Quieren seguir siendo un país donde las llamadas “minorías” no tengan derechos iguales, donde los negros y los latinos sigan llenando las cárceles y otros tantos sigan siendo brutalizados o asesinados por la policía. Solo por dar un ejemplo, irónicamente, quieren que EEUU sea un país con comida mexicana pero sin inmigrantes mexicanos.

Por un lado están las llamadas “minorías”, conformadas por negros, latinos (tanto “documentados” como “indocumentados), nativoamericanos, asiáticos, gente LGBTQ, mujeres feministas y, cabe resaltar, una mayoría de blancos que se identifican con el ala progresista, o sea, que no simpatizan mucho con el conservadurismo, mucho menos con el ultraconservadurismo. Y, por otro lado están los reaccionarios ultraconservadores. Yo preguntaría: ¿quién es, pues, la “minoría”?

Algo que le admiro a los ultraconservadores es que son muy participativos en el escenario político nacional. Eso jamás se los restaré. Pero lo que sí debería quedar en claro es de que a veces sobredimensionamos a esos grupos, haciéndolos ver más grandes de lo que en realidad son.

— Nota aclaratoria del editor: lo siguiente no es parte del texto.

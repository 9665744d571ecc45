//! Unit tests for launch argument assembly and binary resolution.

use agent_conduit::process::{resolve_program, SpawnConfig};
#[cfg(unix)]
use agent_conduit::process::{spawn_agent, ExitInfo};
use agent_conduit::AppError;

// ── command_args ─────────────────────────────────────────────────────────────

#[test]
fn default_args_put_protocol_flags_first() {
    let mut config = SpawnConfig::new("claude");
    config.args = vec!["--model".into(), "fast".into()];

    assert_eq!(
        config.command_args(),
        vec![
            "--output-format",
            "stream-json",
            "--input-format",
            "stream-json",
            "--verbose",
            "--model",
            "fast"
        ]
    );
}

/// Dropping the protocol flags still yields NDJSON mode.
#[test]
fn missing_required_flags_are_restored() {
    let mut config = SpawnConfig::new("claude");
    config.protocol_args.clear();

    assert_eq!(
        config.command_args(),
        vec!["--output-format", "stream-json", "--input-format", "stream-json"]
    );
}

/// A required flag given in caller args is not duplicated.
#[test]
fn required_flag_in_caller_args_is_not_duplicated() {
    let mut config = SpawnConfig::new("claude");
    config.protocol_args = vec!["--output-format".into(), "stream-json".into()];
    config.args = vec!["--input-format".into(), "stream-json".into()];

    let args = config.command_args();
    assert_eq!(args.iter().filter(|a| *a == "--input-format").count(), 1);
    assert_eq!(args.iter().filter(|a| *a == "--output-format").count(), 1);
}

// ── resolve_program ──────────────────────────────────────────────────────────

#[test]
fn unknown_bare_name_is_not_found() {
    let err = resolve_program("conduit-no-such-agent-binary").expect_err("not on PATH");
    assert_eq!(
        err,
        AppError::Spawn("agent binary not found: conduit-no-such-agent-binary".into())
    );
}

#[test]
fn empty_program_is_not_found() {
    assert!(matches!(
        resolve_program("  "),
        Err(AppError::Spawn(ref m)) if m.starts_with("agent binary not found")
    ));
}

#[test]
fn missing_absolute_path_is_not_found() {
    let dir = tempfile::tempdir().expect("tempdir");
    let path = dir.path().join("agent");

    let err = resolve_program(&path.display().to_string()).expect_err("missing");
    assert!(matches!(err, AppError::Spawn(ref m) if m.starts_with("agent binary not found")));
}

#[cfg(unix)]
mod unix {
    use std::fs;
    use std::os::unix::fs::PermissionsExt;
    use std::time::Duration;

    use super::*;

    #[test]
    fn executable_path_resolves_to_itself() {
        let dir = tempfile::tempdir().expect("tempdir");
        let path = dir.path().join("agent");
        fs::write(&path, "#!/bin/sh\nexit 0\n").expect("write script");
        fs::set_permissions(&path, fs::Permissions::from_mode(0o755)).expect("chmod");

        let resolved = resolve_program(&path.display().to_string()).expect("resolve");
        assert_eq!(resolved, path);
    }

    #[test]
    fn non_executable_file_is_reported() {
        let dir = tempfile::tempdir().expect("tempdir");
        let path = dir.path().join("agent");
        fs::write(&path, "not a program").expect("write file");
        fs::set_permissions(&path, fs::Permissions::from_mode(0o644)).expect("chmod");

        let err = resolve_program(&path.display().to_string()).expect_err("not executable");
        assert!(matches!(err, AppError::Spawn(ref m) if m.starts_with("agent binary not executable")));
    }

    #[test]
    fn directory_is_not_executable() {
        let dir = tempfile::tempdir().expect("tempdir");

        let err = resolve_program(&dir.path().display().to_string()).expect_err("directory");
        assert!(matches!(err, AppError::Spawn(ref m) if m.starts_with("agent binary not executable")));
    }

    #[test]
    fn bare_name_is_found_on_path() {
        let resolved = resolve_program("sh").expect("sh is on PATH");
        assert!(resolved.is_absolute());
        assert!(resolved.ends_with("sh"));
    }

    /// `wait` reports the exit code and keeps reporting it once published.
    #[tokio::test]
    async fn wait_reports_exit_code() {
        let mut config = SpawnConfig::new("sh");
        config.protocol_args = vec!["-c".into(), "exit 5".into()];

        let transport = spawn_agent(&config, "wait-test").expect("spawn sh");
        let process = transport.process.expect("child process handle");

        let exit = tokio::time::timeout(Duration::from_secs(5), process.wait())
            .await
            .expect("process must exit");
        assert_eq!(exit, ExitInfo { code: Some(5), signal: None });
        assert_eq!(process.wait().await, exit);
        assert_eq!(process.exit_info(), Some(exit));
    }
}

¿Los ultraconservadores tienen armas? Sí, si tienen muchas armas. ¿Después de la victoria de Trump, andan muy opinólogos? Sí, hoy por hoy son muy influyentes en medios y redes sociales. ¿Son salvajes? Sí, y muy salvajes. Pues, con todo y eso, el hecho de que son minoría no se les quita ni bañándose con jabón Zote.

Pero, con todo y eso, no hay que pensar que porque son minoría no se podrían salir con la suya e imponer su agenda. Incluso, algún día llegar a imponer una agenda más reaccionaria que la agenda del actual ocupante de la Casa Blanca (¡sí, eso es posible!). Una agenda que sería abiertamente declarada o muy cercana al fascismo. Eso sí que empeoraría aún más las cosas, no solo para los inmigrantes sino para todos.

En concreto, al ultraconservadurismo no hay por qué sobredimensionarlo pero tampoco hay razón para subestimarlo.